**Your objective:**
Look through the entries. Copy each line that has the word "Option".
[Source material]
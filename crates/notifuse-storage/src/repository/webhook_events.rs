//! Webhook event repository

use crate::db::{db_err, DatabasePool};
use crate::models::{EmailEventType, WebhookEvent, WebhookEventListParams};
use async_trait::async_trait;
use chrono::{DateTime, Utc};
use notifuse_common::types::Pagination;
use notifuse_common::{Error, Result};
use sqlx::{Postgres, QueryBuilder};

/// Rows per INSERT statement; keeps bind parameters well under the protocol limit
const INSERT_CHUNK_SIZE: usize = 1000;

/// Webhook event repository trait
#[async_trait]
pub trait WebhookEventRepository: Send + Sync {
    /// Persist a batch of events in one transaction
    async fn store_events(&self, workspace_id: &str, events: &[WebhookEvent]) -> Result<()>;

    async fn list_events(
        &self,
        workspace_id: &str,
        params: &WebhookEventListParams,
    ) -> Result<WebhookEventPage>;

    async fn get_events_by_type(
        &self,
        workspace_id: &str,
        event_type: EmailEventType,
        pagination: Pagination,
    ) -> Result<Vec<WebhookEvent>>;

    async fn get_events_by_message_id(
        &self,
        workspace_id: &str,
        message_id: &str,
        pagination: Pagination,
    ) -> Result<Vec<WebhookEvent>>;

    async fn get_events_by_transactional_id(
        &self,
        workspace_id: &str,
        transactional_id: &str,
        pagination: Pagination,
    ) -> Result<Vec<WebhookEvent>>;

    async fn get_events_by_broadcast_id(
        &self,
        workspace_id: &str,
        broadcast_id: &str,
        pagination: Pagination,
    ) -> Result<Vec<WebhookEvent>>;

    async fn get_event_count(&self, workspace_id: &str, event_type: EmailEventType)
        -> Result<i64>;
}

/// One page of webhook events
#[derive(Debug, Clone, Default)]
pub struct WebhookEventPage {
    pub events: Vec<WebhookEvent>,
    pub total_count: i64,
}

#[derive(sqlx::FromRow)]
struct WebhookEventRow {
    id: String,
    #[sqlx(rename = "type")]
    event_type: String,
    email_provider_kind: String,
    integration_id: String,
    recipient_email: String,
    message_id: Option<String>,
    transactional_id: Option<String>,
    broadcast_id: Option<String>,
    timestamp: DateTime<Utc>,
    raw_payload: String,
    bounce_type: Option<String>,
    bounce_category: Option<String>,
    bounce_diagnostic: Option<String>,
    complaint_feedback_type: Option<String>,
    created_at: DateTime<Utc>,
}

impl TryFrom<WebhookEventRow> for WebhookEvent {
    type Error = Error;

    fn try_from(row: WebhookEventRow) -> Result<Self> {
        Ok(WebhookEvent {
            id: row.id,
            event_type: row.event_type.parse()?,
            email_provider_kind: row.email_provider_kind.parse()?,
            integration_id: row.integration_id,
            recipient_email: row.recipient_email,
            message_id: row.message_id,
            transactional_id: row.transactional_id,
            broadcast_id: row.broadcast_id,
            timestamp: row.timestamp,
            raw_payload: row.raw_payload,
            bounce_type: row.bounce_type,
            bounce_category: row.bounce_category,
            bounce_diagnostic: row.bounce_diagnostic,
            complaint_feedback_type: row.complaint_feedback_type,
            created_at: row.created_at,
        })
    }
}

fn into_events(rows: Vec<WebhookEventRow>) -> Result<Vec<WebhookEvent>> {
    rows.into_iter().map(WebhookEvent::try_from).collect()
}

/// Database webhook event repository
pub struct DbWebhookEventRepository {
    pool: DatabasePool,
}

impl DbWebhookEventRepository {
    pub fn new(pool: DatabasePool) -> Self {
        Self { pool }
    }

    /// Events whose `column` equals `value`, newest first
    async fn events_by_column(
        &self,
        workspace_id: &str,
        column: &'static str,
        value: &str,
        pagination: Pagination,
    ) -> Result<Vec<WebhookEvent>> {
        let sql = format!(
            "SELECT * FROM webhook_events WHERE workspace_id = $1 AND {} = $2 \
             ORDER BY timestamp DESC LIMIT $3 OFFSET $4",
            column
        );

        let rows = sqlx::query_as::<_, WebhookEventRow>(&sql)
            .bind(workspace_id)
            .bind(value)
            .bind(pagination.limit)
            .bind(pagination.offset)
            .fetch_all(self.pool.pool())
            .await
            .map_err(db_err)?;

        into_events(rows)
    }
}

#[async_trait]
impl WebhookEventRepository for DbWebhookEventRepository {
    async fn store_events(&self, workspace_id: &str, events: &[WebhookEvent]) -> Result<()> {
        if events.is_empty() {
            return Ok(());
        }

        let mut tx = self.pool.pool().begin().await.map_err(db_err)?;

        for chunk in events.chunks(INSERT_CHUNK_SIZE) {
            let mut builder: QueryBuilder<Postgres> = QueryBuilder::new(
                "INSERT INTO webhook_events (id, workspace_id, type, email_provider_kind, \
                 integration_id, recipient_email, message_id, transactional_id, broadcast_id, \
                 timestamp, raw_payload, bounce_type, bounce_category, bounce_diagnostic, \
                 complaint_feedback_type, created_at) ",
            );

            builder.push_values(chunk, |mut row, event| {
                row.push_bind(&event.id)
                    .push_bind(workspace_id)
                    .push_bind(event.event_type.as_str())
                    .push_bind(event.email_provider_kind.as_str())
                    .push_bind(&event.integration_id)
                    .push_bind(&event.recipient_email)
                    .push_bind(&event.message_id)
                    .push_bind(&event.transactional_id)
                    .push_bind(&event.broadcast_id)
                    .push_bind(event.timestamp)
                    .push_bind(&event.raw_payload)
                    .push_bind(&event.bounce_type)
                    .push_bind(&event.bounce_category)
                    .push_bind(&event.bounce_diagnostic)
                    .push_bind(&event.complaint_feedback_type)
                    .push_bind(event.created_at);
            });
            builder.push(" ON CONFLICT (id) DO NOTHING");

            builder
                .build()
                .execute(&mut *tx)
                .await
                .map_err(db_err)?;
        }

        tx.commit().await.map_err(db_err)?;
        Ok(())
    }

    async fn list_events(
        &self,
        workspace_id: &str,
        params: &WebhookEventListParams,
    ) -> Result<WebhookEventPage> {
        let pagination = Pagination::normalize(params.limit, params.offset);
        let event_type = params.event_type.map(|t| t.as_str());
        let recipient = params.recipient_email.as_deref();

        let rows = sqlx::query_as::<_, WebhookEventRow>(
            r#"
            SELECT * FROM webhook_events
            WHERE workspace_id = $1
              AND ($2::TEXT IS NULL OR type = $2)
              AND ($3::TEXT IS NULL OR recipient_email = $3)
            ORDER BY timestamp DESC
            LIMIT $4 OFFSET $5
            "#,
        )
        .bind(workspace_id)
        .bind(event_type)
        .bind(recipient)
        .bind(pagination.limit)
        .bind(pagination.offset)
        .fetch_all(self.pool.pool())
        .await
        .map_err(db_err)?;

        let total_count: i64 = sqlx::query_scalar(
            r#"
            SELECT COUNT(*) FROM webhook_events
            WHERE workspace_id = $1
              AND ($2::TEXT IS NULL OR type = $2)
              AND ($3::TEXT IS NULL OR recipient_email = $3)
            "#,
        )
        .bind(workspace_id)
        .bind(event_type)
        .bind(recipient)
        .fetch_one(self.pool.pool())
        .await
        .map_err(db_err)?;

        Ok(WebhookEventPage {
            events: into_events(rows)?,
            total_count,
        })
    }

    async fn get_events_by_type(
        &self,
        workspace_id: &str,
        event_type: EmailEventType,
        pagination: Pagination,
    ) -> Result<Vec<WebhookEvent>> {
        self.events_by_column(workspace_id, "type", event_type.as_str(), pagination)
            .await
    }

    async fn get_events_by_message_id(
        &self,
        workspace_id: &str,
        message_id: &str,
        pagination: Pagination,
    ) -> Result<Vec<WebhookEvent>> {
        self.events_by_column(workspace_id, "message_id", message_id, pagination)
            .await
    }

    async fn get_events_by_transactional_id(
        &self,
        workspace_id: &str,
        transactional_id: &str,
        pagination: Pagination,
    ) -> Result<Vec<WebhookEvent>> {
        self.events_by_column(workspace_id, "transactional_id", transactional_id, pagination)
            .await
    }

    async fn get_events_by_broadcast_id(
        &self,
        workspace_id: &str,
        broadcast_id: &str,
        pagination: Pagination,
    ) -> Result<Vec<WebhookEvent>> {
        self.events_by_column(workspace_id, "broadcast_id", broadcast_id, pagination)
            .await
    }

    async fn get_event_count(
        &self,
        workspace_id: &str,
        event_type: EmailEventType,
    ) -> Result<i64> {
        sqlx::query_scalar(
            "SELECT COUNT(*) FROM webhook_events WHERE workspace_id = $1 AND type = $2",
        )
        .bind(workspace_id)
        .bind(event_type.as_str())
        .fetch_one(self.pool.pool())
        .await
        .map_err(db_err)
    }
}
[/Source material]
**Exercise output:**
    message_id: Option<String>,
    transactional_id: Option<String>,
    broadcast_id: Option<String>,
    bounce_type: Option<String>,
    bounce_category: Option<String>,
    bounce_diagnostic: Option<String>,
    complaint_feedback_type: Option<String>,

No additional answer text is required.